Auch James Baker von der Open Rights Group moniert, dass die Regierung Verschlüsselung den Krieg angesagt habe. Apple müsste eine Hintertür in seine Systeme einbauen, um der Anweisung nachzukommen. Diese stünde dann etwa auch Cyberkriminellen offen. London wolle “jederzeit und überall auf alles zugreifen können.” Das Bestreben, “die grundlegende Sicherheit zu unterwandern, ist beängstigend, unverantwortlich und würde die Sicherheit aller Menschen gefährden”.

Der iPhone-Hersteller ist Baker zufolge nur einer von mehreren Konzernen, die ähnlichen Anordnungen unterworfen werden könnten. So dürften die Anordnungen auch WhatsApp, Signal, Threema und andere weitverbreitete verschlüsselte Messaging-Dienste betreffen. Parallel habe die Regierung Dienste wie Facebook daran zu hindern versucht, ihre Chat-Services durchgängig zu verschlüsseln.

Auch EU-Ermittler für unbegrenzten Zugang

Die US-Aktivisten der Electronic Frontier Foundation (EFF) appellieren an Apple, sich gegen diesen Versuch zu wehren, das Recht auf Privatsphäre und Kommunikation zu untergraben. Lange Zeit seien iCloud-Backups ein Schlupfloch für Strafverfolgungsbehörden gewesen, um auf Daten zuzugreifen, die ihnen sonst auf iPhones mit aktivierter Geräteverschlüsselung nicht zur Verfügung stünden. Das habe sich erst mit der Funktion Advanced Data Protection (ADP) geändert, die Nutzer aber explizit einschalten müssten, um die Backups zu verschlüsseln.
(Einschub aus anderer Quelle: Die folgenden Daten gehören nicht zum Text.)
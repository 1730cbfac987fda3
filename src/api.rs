// API client module: a small blocking HTTP client for the users and posts
// endpoints. It is intentionally synchronous; one request is in flight at
// a time and the prompt waits for it.
//
// Transport problems never escape this module as errors. `get` reports
// them on the console and returns `None`, and the fetch functions turn
// that into "not found" or "no posts".

use crate::config::Settings;
use crate::models::{Post, User, UserId};
use anyhow::{Context, Result};
use indicatif::{ProgressBar, ProgressStyle};
use reqwest::blocking::Client;
use reqwest::StatusCode;
use serde::de::DeserializeOwned;
use serde_json::Value;
use std::io::{self, Write};
use std::thread;
use std::time::Duration;
use tracing::debug;

/// Sent with every request so the remote side can tell who is calling.
pub const USER_AGENT: &str = "api-validator/1.0";

/// Response body after decoding: JSON when it parses, otherwise the raw
/// text. Callers must check the shape before reading fields.
#[derive(Debug, Clone, PartialEq)]
pub enum Payload {
    Json(Value),
    Text(String),
}

impl Payload {
    pub fn decode(text: String) -> Self {
        match serde_json::from_str(&text) {
            Ok(value) => Payload::Json(value),
            Err(_) => Payload::Text(text),
        }
    }

    /// Deserialize a JSON object body into `T`. Arrays, scalars and raw
    /// text yield `None`, as does an object that `T` rejects.
    pub fn into_record<T: DeserializeOwned>(self) -> Option<T> {
        match self {
            Payload::Json(value @ Value::Object(_)) => serde_json::from_value(value).ok(),
            _ => None,
        }
    }

    /// The elements of a JSON array body, or `None` for any other shape.
    pub fn into_items(self) -> Option<Vec<Value>> {
        match self {
            Payload::Json(Value::Array(items)) => Some(items),
            _ => None,
        }
    }
}

/// Status line and decoded body of a completed request.
#[derive(Debug, Clone, PartialEq)]
pub struct HttpResponse {
    pub status: StatusCode,
    pub payload: Payload,
}

/// Holds a reqwest blocking client (timeout and user-agent baked in) and
/// the endpoint settings it was built from.
#[derive(Clone)]
pub struct ApiClient {
    client: Client,
    settings: Settings,
}

impl ApiClient {
    pub fn new(settings: Settings) -> Result<Self> {
        let client = Client::builder()
            .timeout(settings.timeout)
            .user_agent(USER_AGENT)
            .build()
            .context("Failed to build HTTP client")?;
        Ok(ApiClient { client, settings })
    }

    /// Create an ApiClient configured from the `API_VALIDATOR_*`
    /// environment variables. See `config::Settings::from_env`.
    pub fn from_env() -> Result<Self> {
        let settings = Settings::from_env().context("Invalid configuration")?;
        Self::new(settings)
    }

    pub fn settings(&self) -> &Settings {
        &self.settings
    }

    /// Perform one GET. `params` are URL-encoded into the query string.
    ///
    /// Returns `Some` for any response the server sent, whatever its
    /// status, and `None` if no response could be read. The failure cause
    /// is written to `out`; the `io::Result` only carries errors writing
    /// to `out` itself.
    pub fn get<W: Write>(
        &self,
        url: &str,
        params: &[(&str, &str)],
        out: &mut W,
    ) -> io::Result<Option<HttpResponse>> {
        match self.try_get(url, params) {
            Ok(response) => Ok(Some(response)),
            Err(err) => {
                debug!(url, error = ?err, "request failed");
                writeln!(out, "⚠ Error connecting: {:#}", err)?;
                Ok(None)
            }
        }
    }

    fn try_get(&self, url: &str, params: &[(&str, &str)]) -> Result<HttpResponse> {
        let mut req = self.client.get(url);
        if !params.is_empty() {
            req = req.query(params);
        }
        let res = req.send()?;
        let status = res.status();
        debug!(url = %res.url(), %status, "response received");

        let bytes = res.bytes().context("Failed to read response body")?;
        let text = String::from_utf8(bytes.to_vec()).context("Response body is not valid UTF-8")?;
        Ok(HttpResponse {
            status,
            payload: Payload::decode(text),
        })
    }

    /// `GET {users_url}/{id}`. Any status other than 200, a failed
    /// request, or a body that is not a user object means "not found".
    pub fn fetch_user<W: Write>(&self, id: &UserId, out: &mut W) -> io::Result<Option<User>> {
        writeln!(out, "\n🔍 Fetching user {}...", id)?;
        self.pace(&format!("Fetching user {}...", id));

        let url = format!("{}/{}", self.settings.users_url, id);
        let user = self
            .get(&url, &[], out)?
            .filter(|res| res.status == StatusCode::OK)
            .and_then(|res| res.payload.into_record::<User>());
        if user.is_none() {
            writeln!(out, "❌ User not found.")?;
        }
        Ok(user)
    }

    /// `GET {posts_url}?userId={id}`. Never absent: failures and a user
    /// without posts both come back as an empty list.
    pub fn fetch_posts<W: Write>(&self, id: &UserId, out: &mut W) -> io::Result<Vec<Post>> {
        writeln!(out, "\n📝 Fetching posts for user {}...", id)?;
        self.pace(&format!("Fetching posts for user {}...", id));

        match self.get(&self.settings.posts_url, &[("userId", id.as_str())], out)? {
            Some(res) if res.status == StatusCode::OK => Ok(res
                .payload
                .into_items()
                // A malformed element still counts as a post.
                .map(|items| items.into_iter().map(Post::from_value).collect::<Vec<Post>>())
                .unwrap_or_default()),
            _ => {
                writeln!(out, "❌ Error fetching posts.")?;
                Ok(Vec::new())
            }
        }
    }

    // Cosmetic pause before a fetch, with a spinner so the wait is visible.
    fn pace(&self, message: &str) {
        if self.settings.pacing.is_zero() {
            return;
        }
        let spinner = ProgressBar::new_spinner();
        if let Ok(style) = ProgressStyle::with_template("{spinner} {msg}") {
            spinner.set_style(style);
        }
        spinner.set_message(message.to_string());
        spinner.enable_steady_tick(Duration::from_millis(80));
        thread::sleep(self.settings.pacing);
        spinner.finish_and_clear();
    }
}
Die EFF warnt: “Es gibt keinen technologischen Kompromiss zwischen starker Verschlüsselung, die die Daten schützt, und einem Mechanismus, der der Regierung einen Sonderzugriff auf diese Daten gewährt.” Jede eingebaute Hintertür erhöhe das Risiko von Cyberangriffen, Identitätsdiebstahl und Betrug für alle Nutzer. Einige der Backup-Optionen von Google sowie andere Messaging-Apps verwenden ähnliche Schutzmechanismen wie ADP. Gebe es erst einmal den Zugriff auf die verschlüsselten Daten von Apple-Nutzern, “ist jedes andere sichere Tool für Filesharing, Kommunikation und Backup gefährdet”.

In den laufenden Crypto Wars fordert auch die umstrittene hochrangige Gruppe der EU zum Datenzugang für eine wirksame Strafverfolgung das ausgemachte “böse Problem” der Verschlüsselung zu lösen. Vertreter von Polizei- und Justizbehörden aus den USA und der EU-Seite verlangten bei einem Treffen, mit dem Grundsatz “Lawful Access by Design” den Zugang zu unverschlüsselten Kommunikationsdaten direkt in die Technik einzubauen. Ein großer Cyberangriff auf solche Überwachungsschnittstellen von US-Providern zeigte aber jüngst, welche negativen Folgen dieser Ansatz haben kann.